Moe no suzaku, postal de la infancia.

Moe no suzaku (1997) es seguramente una de las películas más bellas de Naomí Kawase. Es una postal de la infancia. Como esa foto en blanco y negro que guardamos celosamente en una caja de recuerdos (de papel, ya gastada por el tiempo, fuera de foco, borrosa pero cargada de recuerdos vivos, de olores, de brillo, de voces). No es la foto que se mira todos los días sino aquella que verán nuestros hijos o nuestros nietos sin saber todo lo que allí se guardaba. Es la imagen que miramos sólo de vez en cuando -porque sería doloroso referirse siempre a ella-.

Al igual que nuestra fotografía preferida, el filme se abre para mostrar qué pasaba con los lazos familiares, cómo se sentían ciertos instantes y cómo fue esa imagen fotografiada. Es eso. Un viaje a través de la infancia. Un Elogio, incluso, de la infancia perdida. Y sin embargo, no es inocente.

La referencia al pasado es todo lo dura que puede serlo. Porque se trata de la reconstrucción de un recuerdo angustioso, el de una familia desmembrada. Aquí existen múltiples lecturas. En un primer momento, se impone esta idea: la película narra la historia de una familia que se va desmembrando. Primero es el padre, luego la madre, luego la abuela, luego ellos, quienes pierden algo, quienes se despiden de algo.

También podría leerse de otro modo. Y esto tiene que ver con las fotografías y la filmación que deja el padre (las deja!). Alguien se va y deja una cámara llena de recuerdos de hace un instante, que serán eternos en la memoria. Son esas otras imágenes las que abren otra lectura posible (y en esto Kawase es fiel a sí misma): la sonrisa de los vecinos, la mano de un niño pequeño, la mirada de una abuela, árboles, luz del sol de verano como un grito. Vida.
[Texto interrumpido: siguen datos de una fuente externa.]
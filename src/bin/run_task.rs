/// run-task: one-shot trigger for a single pipeline task.
///
/// Usage:
///   cargo run --bin run-task -- discovery lol
///   cargo run --bin run-task -- discovery valorant
///   cargo run --bin run-task -- enrichment
///   cargo run --bin run-task -- live-check
///   cargo run --bin run-task -- status-sweep
///   cargo run --bin run-task -- stats-refresh

use anyhow::{bail, Result};
use dotenv::dotenv;
use kc_schedule::tasks;
use store::{Game, MatchStore};
use tracing::info;
use tracing_subscriber::{fmt, EnvFilter};

#[tokio::main]
async fn main() -> Result<()> {
    dotenv().ok();
    fmt()
        .with_env_filter(
            EnvFilter::try_from_default_env().unwrap_or_else(|_| EnvFilter::new("info")),
        )
        .init();

    let args: Vec<String> = std::env::args().skip(1).collect();

    let db = store::connect().await?;
    let store = MatchStore::new(&db);
    store.ensure_indexes().await?;

    match args.iter().map(String::as_str).collect::<Vec<_>>().as_slice() {
        ["discovery", game] => {
            let game = match *game {
                "lol" => Game::LeagueOfLegends,
                "valorant" => Game::Valorant,
                other => bail!("unknown game '{other}', expected lol|valorant"),
            };
            let count = tasks::run_discovery(&store, game).await?;
            info!("{count} matches stored");
        }
        ["enrichment"] => tasks::run_enrichment(&store).await?,
        ["live-check"] => tasks::run_live_result_check(&store).await?,
        ["status-sweep"] => tasks::run_status_sweep(&store).await?,
        ["stats-refresh"] => tasks::run_standings_refresh(&store).await?,
        _ => bail!(
            "usage: run-task <discovery lol|valorant | enrichment | live-check | status-sweep | stats-refresh>"
        ),
    }
    Ok(())
}
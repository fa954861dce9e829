//! Result backfill for bracket matches. The bracket API only reports
//! validated scores days later, so finished series are reconstructed
//! from the organization's wiki match history instead: game rows are
//! matched to live bracket matches by day and opponent, then rolled up
//! into a series score per opponent.

use chrono::{Datelike, NaiveDate};
use leaguepedia_scraper::head_to_head::{parse_history_rows, GameResult, HistoryRow};
use leaguepedia_scraper::{query_team_name, WIKI_BASE};
use page_fetcher::{FetchError, PageFetcher, WaitStrategy};
use store::names::correct_lol_name;
use store::Match;
use tracing::warn;

/// Team name as stored on bracket match documents.
pub const ORG_STORED_NAME: &str = "KCorp Blue Stars";

/// Canonical wiki name of the same roster.
const ORG_WIKI_NAME: &str = "Karmine Corp Blue Stars";

/// Series score against one opponent, from the organization's side.
#[derive(Debug, Clone, PartialEq, Eq)]
pub struct FinalResult {
    pub opponent: String,
    pub org_score: i32,
    pub opponent_score: i32,
}

fn history_url(year: i32) -> String {
    format!(
        "{WIKI_BASE}/wiki/Special:RunQuery/MatchHistoryGame\
         ?MHG%5Bpreload%5D=Team\
         &MHG%5Bspl%5D=yes\
         &MHG%5Bstartdate%5D={year}-01-01\
         &MHG%5Bteam%5D={}\
         &_run=true",
        query_team_name(ORG_WIKI_NAME)
    )
}

/// Fetches this year's game history and rolls it up against the given
/// live bracket matches. No results table means the wiki has nothing for
/// the squad yet; the matches stay live.
pub async fn resolve_results(
    fetcher: &PageFetcher,
    live_matches: &[Match],
    year: i32,
) -> crate::Result<Vec<FinalResult>> {
    let url = history_url(year);
    let html = match fetcher
        .fetch_html(&url, WaitStrategy::Selector("table.wikitable"))
        .await
    {
        Ok(html) => html,
        Err(FetchError::Timeout { .. }) => {
            warn!("No match history yet for {ORG_WIKI_NAME}");
            return Ok(Vec::new());
        }
        Err(e) => return Err(e.into()),
    };

    let rows = parse_history_rows(&html)?;
    Ok(series_results(&rows, live_matches))
}

/// Keeps game rows played on the same day as a live match, against one of
/// the live opponents, and rolls them up into per-opponent series scores.
pub fn series_results(rows: &[HistoryRow], live_matches: &[Match]) -> Vec<FinalResult> {
    let match_days: Vec<(u32, u32)> = live_matches
        .iter()
        .map(|m| (m.date.month(), m.date.day()))
        .collect();
    let opponents: Vec<String> = live_matches
        .iter()
        .flat_map(|m| m.teams.iter())
        .filter(|t| t.name != ORG_STORED_NAME)
        .map(|t| correct_lol_name(&t.name).to_string())
        .collect();

    let mut results: Vec<FinalResult> = Vec::new();
    for row in rows {
        let Ok(played) = NaiveDate::parse_from_str(&row.date, "%Y-%m-%d") else {
            continue;
        };
        if !match_days.contains(&(played.month(), played.day())) {
            continue;
        }
        if !opponents.iter().any(|name| row.opponent.contains(name)) {
            continue;
        }

        let entry = match results.iter_mut().find(|r| r.opponent == row.opponent) {
            Some(entry) => entry,
            None => {
                results.push(FinalResult {
                    opponent: row.opponent.clone(),
                    org_score: 0,
                    opponent_score: 0,
                });
                results.last_mut().unwrap()
            }
        };
        match row.result {
            GameResult::Win => entry.org_score += 1,
            GameResult::Loss => entry.opponent_score += 1,
        }
    }
    results
}

/// Scores for one live match, in its stored team order. `None` when the
/// wiki has no finished series against that opponent yet.
pub fn scores_in_team_order(m: &Match, results: &[FinalResult]) -> Option<Vec<(String, i32)>> {
    let opponent = m.teams.iter().find(|t| t.name != ORG_STORED_NAME)?;
    let wanted = correct_lol_name(&opponent.name);
    let result = results.iter().find(|r| r.opponent == wanted)?;

    Some(
        m.teams
            .iter()
            .map(|t| {
                let score = if t.name == ORG_STORED_NAME {
                    result.org_score
                } else {
                    result.opponent_score
                };
                (t.name.clone(), score)
            })
            .collect(),
    )
}
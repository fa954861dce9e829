//! Current roster of a team, parsed from its wiki page infobox.

use page_fetcher::{FetchError, PageFetcher, WaitStrategy};
use scraper::Html;
use store::Player;
use tracing::{debug, warn};

use crate::{element_text, sel, wiki_page_name, Result, WIKI_BASE};

/// Infobox roster table; layout shifts between team pages, so there is a
/// generic fallback below.
const PRIMARY_TABLE: &str =
    "#mw-content-text > div > div.mw-parser-output > table:nth-child(2) > tbody > tr > td > table";

/// Resolves the active roster for an already-canonicalized team name.
/// An unreachable page or a page without a roster table is an empty
/// roster, not an error.
pub async fn resolve_roster(fetcher: &PageFetcher, team_name: &str) -> Result<Vec<Player>> {
    let url = format!("{WIKI_BASE}/wiki/{}", wiki_page_name(team_name));
    let html = match fetcher.fetch_html(&url, WaitStrategy::DomSettle).await {
        Ok(html) => html,
        Err(FetchError::Timeout { .. }) => {
            warn!("Navigation timeout for roster page of {team_name}");
            return Ok(Vec::new());
        }
        Err(e) => return Err(e.into()),
    };

    let roster = parse_roster(&html);
    if roster.is_empty() {
        debug!("No roster table found for {team_name}");
    }
    Ok(roster)
}

/// Role/name pairs come as alternating `span[title]` (role icon) and `a`
/// (player link) elements in the third infobox row. Each role is kept
/// once, capped at five players.
pub fn parse_roster(html: &str) -> Vec<Player> {
    let document = Html::parse_document(html);
    let pair_selector = sel("tr:nth-child(3) span[title], tr:nth-child(3) a");

    let table_html = {
        let primary = sel(PRIMARY_TABLE);
        let fallback = sel("table");
        match document
            .select(&primary)
            .next()
            .or_else(|| document.select(&fallback).next())
        {
            Some(table) => table.html(),
            None => return Vec::new(),
        }
    };

    let table = Html::parse_fragment(&table_html);
    let elements: Vec<_> = table.select(&pair_selector).collect();

    let mut players = Vec::new();
    for pair in elements.chunks(2) {
        let &[position_el, name_el] = pair else { continue };
        let Some(position) = position_el.value().attr("title") else { continue };
        let name = element_text(name_el);
        if name.is_empty() {
            continue;
        }
        players.push(Player {
            name,
            position: Some(position.to_string()),
            stats: None,
        });
    }

    // One player per role; later duplicates are substitutes.
    let mut deduped: Vec<Player> = Vec::new();
    for player in players {
        if !deduped.iter().any(|p| p.position == player.position) {
            deduped.push(player);
        }
    }
    deduped.truncate(5);
    deduped
}
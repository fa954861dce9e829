//! Headless-browser session abstraction for the wiki and bracket scrapers.
//!
//! One Chrome instance is launched per pipeline run and shared across all
//! scrape calls; each call gets its own tab. The upstream wikis are
//! server-rendered, so a fetch is navigate + wait + dump HTML; actual
//! parsing happens offline with the `scraper` crate so it stays testable
//! against fixtures. The bracket site is the exception: its data arrives
//! via XHR, so there is a bounded response-interception mode as well.

use std::sync::mpsc;
use std::time::{Duration, Instant};

use headless_chrome::browser::tab::ResponseHandler;
use headless_chrome::protocol::cdp::Network::events::ResponseReceivedEventParams;
use headless_chrome::protocol::cdp::Network::GetResponseBodyReturnObject;
use headless_chrome::{Browser, LaunchOptions};
use tokio::task;
use tracing::{debug, warn};

const USER_AGENT: &str = "Mozilla/5.0 (Windows NT 10.0; Win64; x64) AppleWebKit/537.36 \
     (KHTML, like Gecko) Chrome/124.0.0.0 Safari/537.36";

/// How long scripts get to settle after the DOM is reachable.
const SETTLE_DELAY: Duration = Duration::from_secs(2);

#[derive(Debug, thiserror::Error)]
pub enum FetchError {
    /// Navigation did not complete in time. Retryable on the next cycle;
    /// call sites decide whether the target counts as "no data" instead.
    #[error("navigation timeout for {url}")]
    Timeout { url: String },
    /// A structurally required element never appeared.
    #[error("required structure missing: {0}")]
    StructureMissing(String),
    #[error("browser error: {0}")]
    Browser(#[from] anyhow::Error),
    #[error("browser task aborted: {0}")]
    Join(#[from] task::JoinError),
}

pub type Result<T> = std::result::Result<T, FetchError>;

#[derive(Debug, Clone, Copy)]
pub enum WaitStrategy {
    /// Wait for `<body>`, then give scripts a moment to settle.
    DomSettle,
    /// Wait until a specific selector appears, treating absence as timeout.
    Selector(&'static str),
}

/// A network response captured during interception.
#[derive(Debug, Clone)]
pub struct InterceptedResponse {
    pub url: String,
    pub body: String,
}

/// Owns the shared Chrome instance. Dropping it closes the browser, so the
/// session cannot outlive the run that created it.
#[derive(Clone)]
pub struct PageFetcher {
    browser: Browser,
}

impl PageFetcher {
    pub async fn launch() -> Result<Self> {
        let browser = task::spawn_blocking(|| -> anyhow::Result<Browser> {
            let options = LaunchOptions::default_builder()
                .headless(true)
                .sandbox(false)
                .build()?;
            Browser::new(options)
        })
        .await??;
        Ok(Self { browser })
    }

    /// Navigates to `url` and returns the rendered HTML.
    pub async fn fetch_html(&self, url: &str, wait: WaitStrategy) -> Result<String> {
        let browser = self.browser.clone();
        let url = url.to_string();
        task::spawn_blocking(move || fetch_html_blocking(&browser, &url, wait)).await?
    }

    /// Best-effort consent dialog dismissal: open the site root once and
    /// click the reject button. Cookies persist for every later tab. A
    /// missing banner is success.
    pub async fn dismiss_consent(&self, url: &str, button_selector: &'static str) -> Result<()> {
        let browser = self.browser.clone();
        let url = url.to_string();
        task::spawn_blocking(move || {
            let tab = browser.new_tab()?;
            tab.set_user_agent(USER_AGENT, None, None)?;
            if tab.navigate_to(&url).and_then(|t| t.wait_until_navigated()).is_err() {
                warn!("Consent page {url} unreachable, continuing without dismissal");
                let _ = tab.close(true);
                return Ok(());
            }
            match tab.wait_for_element_with_custom_timeout(button_selector, Duration::from_secs(5)) {
                Ok(button) => {
                    if let Err(e) = button.click() {
                        debug!("Consent button click failed: {e}");
                    } else {
                        std::thread::sleep(Duration::from_secs(2));
                        debug!("Consent banner dismissed on {url}");
                    }
                }
                Err(_) => debug!("No consent banner on {url}"),
            }
            let _ = tab.close(true);
            Ok(())
        })
        .await?
    }

    /// Opens `page_url` and collects the bodies of every network response
    /// whose URL contains `url_fragment`, for at most `timeout`. Yields an
    /// empty list if nothing matching arrives in time; that is not an
    /// error. The capture is one-shot and not restartable.
    pub async fn intercept_json_responses(
        &self,
        page_url: &str,
        url_fragment: &str,
        timeout: Duration,
    ) -> Result<Vec<InterceptedResponse>> {
        let browser = self.browser.clone();
        let page_url = page_url.to_string();
        let fragment = url_fragment.to_string();
        task::spawn_blocking(move || intercept_blocking(&browser, &page_url, &fragment, timeout))
            .await?
    }

    /// Runs a JSON GET inside the page context, inheriting the page's
    /// cookies and origin. Used by sources that refuse plain HTTP clients.
    pub async fn fetch_json_in_page(&self, page_url: &str, api_url: &str) -> Result<String> {
        let browser = self.browser.clone();
        let page_url = page_url.to_string();
        let api_url = api_url.to_string();
        task::spawn_blocking(move || -> Result<String> {
            let tab = browser.new_tab().map_err(FetchError::Browser)?;
            tab.set_user_agent(USER_AGENT, None, None)
                .map_err(FetchError::Browser)?;
            tab.navigate_to(&page_url)
                .and_then(|t| t.wait_until_navigated())
                .map_err(|_| FetchError::Timeout { url: page_url.clone() })?;
            let expression = format!(
                "fetch({:?}).then(r => r.text())",
                api_url
            );
            let value = tab
                .evaluate(&expression, true)
                .map_err(FetchError::Browser)?;
            let _ = tab.close(true);
            match value.value {
                Some(serde_json::Value::String(body)) => Ok(body),
                _ => Err(FetchError::StructureMissing(format!(
                    "no body returned for {api_url}"
                ))),
            }
        })
        .await?
    }
}

fn fetch_html_blocking(browser: &Browser, url: &str, wait: WaitStrategy) -> Result<String> {
    let tab = browser.new_tab().map_err(FetchError::Browser)?;
    tab.set_user_agent(USER_AGENT, None, None)
        .map_err(FetchError::Browser)?;

    let navigated = tab
        .navigate_to(url)
        .and_then(|t| t.wait_until_navigated());
    if navigated.is_err() {
        let _ = tab.close(true);
        return Err(FetchError::Timeout { url: url.to_string() });
    }

    match wait {
        WaitStrategy::DomSettle => {
            if tab.wait_for_element("body").is_err() {
                let _ = tab.close(true);
                return Err(FetchError::Timeout { url: url.to_string() });
            }
            std::thread::sleep(SETTLE_DELAY);
        }
        WaitStrategy::Selector(selector) => {
            if tab
                .wait_for_element_with_custom_timeout(selector, Duration::from_secs(5))
                .is_err()
            {
                let _ = tab.close(true);
                return Err(FetchError::Timeout { url: url.to_string() });
            }
        }
    }

    let html = tab.get_content().map_err(FetchError::Browser)?;
    let _ = tab.close(true);
    Ok(html)
}

fn intercept_blocking(
    browser: &Browser,
    page_url: &str,
    fragment: &str,
    timeout: Duration,
) -> Result<Vec<InterceptedResponse>> {
    let tab = browser.new_tab().map_err(FetchError::Browser)?;
    tab.set_user_agent(USER_AGENT, None, None)
        .map_err(FetchError::Browser)?;

    let (tx, rx) = mpsc::channel::<InterceptedResponse>();
    let wanted = fragment.to_string();
    let handler: ResponseHandler = Box::new(
        move |params: ResponseReceivedEventParams,
              fetch_body: &dyn Fn() -> anyhow::Result<GetResponseBodyReturnObject>| {
            let url = params.response.url.clone();
            if !url.contains(&wanted) {
                return;
            }
            match fetch_body() {
                Ok(body) if !body.base_64_encoded => {
                    let _ = tx.send(InterceptedResponse { url, body: body.body });
                }
                Ok(_) => debug!("Skipping base64 response body for {url}"),
                Err(e) => debug!("Response body unavailable for {url}: {e}"),
            }
        },
    );
    tab.register_response_handling("intercept", handler)
        .map_err(FetchError::Browser)?;

    if tab
        .navigate_to(page_url)
        .and_then(|t| t.wait_until_navigated())
        .is_err()
    {
        let _ = tab.close(true);
        return Err(FetchError::Timeout { url: page_url.to_string() });
    }

    // Drain until the deadline. No matching response is a valid outcome.
    let deadline = Instant::now() + timeout;
    let mut collected = Vec::new();
    loop {
        let remaining = deadline.saturating_duration_since(Instant::now());
        if remaining.is_zero() {
            break;
        }
        match rx.recv_timeout(remaining.min(Duration::from_millis(500))) {
            Ok(resp) => collected.push(resp),
            Err(mpsc::RecvTimeoutError::Timeout) => {
                if !collected.is_empty() {
                    // First match arrived; give stragglers one more window.
                    break;
                }
            }
            Err(mpsc::RecvTimeoutError::Disconnected) => break,
        }
    }

    let _ = tab.deregister_response_handling("intercept");
    let _ = tab.close(true);
    debug!("Intercepted {} responses matching '{fragment}'", collected.len());
    Ok(collected)
}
La película comienza como un día familiar. La esposa y la suegra cocinan. Los niños juegan en medio de un paisaje verde, arriba de un árbol. Se tiran agua, cantan. Cantan y ese canto se desarticula de la imagen y queda sonando. Es la felicidad infantil en su estado puro. Esas voces, al alejarse, se vuelven pasado. Así comienza del filme. Este transcurre en dos tiempos. El tiempo infantil y diez años después, cuando los primos ya son adolescentes. Cuando la sexualidad -que ya estaba en la infancia- toma cuerpo. El tratamiento de estos temas es tan sutil, delicado, silencioso. La directora no elige palabras, no narra a través de las palabras sino que elige fragmentos, pequeños movimientos, lo que Roland Barthes llama punctum de la fotografía.

El punctum de una fotografía es un detalle secundario, azaroso. Es algo apenas visible que puede llenarlo todo. Algo innombrable que puede hacer estallar la foto. Eso es lo que encuentro en las fotos del final, aquellas que deja el padre. Encuentro detalles pequeños, que surgen de la escena “como una flecha que viene a clavarse”. Pero también lo encuentro en el cine de Kawase, en general, como un modo de mirar y de narrar.

Por último, está el túnel. Cuando eran niños, el padre iba con su hija y su sobrino hasta un viejo túnel. Atravesarlo era todo un acto. Qué significa atravesar el túnel? Es el lugar al que se vuelve cuando es preciso tomar decisiones importantes. Otra vez, ese rincón de la infancia que retorna como un déja vu, hecho de recuerdos y de cosas contadas imposibles de recordar. El túnel tiene la apariencia de lo infantil porque está hecho de luz y de oscuridad. Como todo en la infancia, se ve inmenso, imposible de atravesar.